> **Dataset entries**:
--*--

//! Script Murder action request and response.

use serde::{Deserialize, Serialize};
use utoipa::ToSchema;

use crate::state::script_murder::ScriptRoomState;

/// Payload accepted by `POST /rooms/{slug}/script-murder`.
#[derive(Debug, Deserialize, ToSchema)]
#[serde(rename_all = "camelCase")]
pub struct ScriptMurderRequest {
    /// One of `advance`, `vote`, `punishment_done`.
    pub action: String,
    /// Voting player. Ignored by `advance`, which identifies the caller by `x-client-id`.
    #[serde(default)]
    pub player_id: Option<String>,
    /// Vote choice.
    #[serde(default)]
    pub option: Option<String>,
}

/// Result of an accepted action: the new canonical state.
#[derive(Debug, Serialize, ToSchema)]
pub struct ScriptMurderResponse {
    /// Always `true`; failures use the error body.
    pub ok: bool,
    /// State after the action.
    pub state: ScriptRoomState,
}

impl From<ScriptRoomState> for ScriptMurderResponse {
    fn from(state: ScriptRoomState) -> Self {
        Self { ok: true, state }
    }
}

--*--

> **Your objective**:
Retype every entry above, word for word.

> **Task solution**:
//! Script Murder action request and response.

use serde::{Deserialize, Serialize};
use utoipa::ToSchema;

use crate::state::script_murder::ScriptRoomState;

/// Payload accepted by `POST /rooms/{slug}/script-murder`.
#[derive(Debug, Deserialize, ToSchema)]
#[serde(rename_all = "camelCase")]
pub struct ScriptMurderRequest {
    /// One of `advance`, `vote`, `punishment_done`.
    pub action: String,
    /// Voting player. Ignored by `advance`, which identifies the caller by `x-client-id`.
    #[serde(default)]
    pub player_id: Option<String>,
    /// Vote choice.
    #[serde(default)]
    pub option: Option<String>,
}

/// Result of an accepted action: the new canonical state.
#[derive(Debug, Serialize, ToSchema)]
pub struct ScriptMurderResponse {
    /// Always `true`; failures use the error body.
    pub ok: bool,
    /// State after the action.
    pub state: ScriptRoomState,
}

impl From<ScriptRoomState> for ScriptMurderResponse {
    fn from(state: ScriptRoomState) -> Self {
        Self { ok: true, state }
    }
}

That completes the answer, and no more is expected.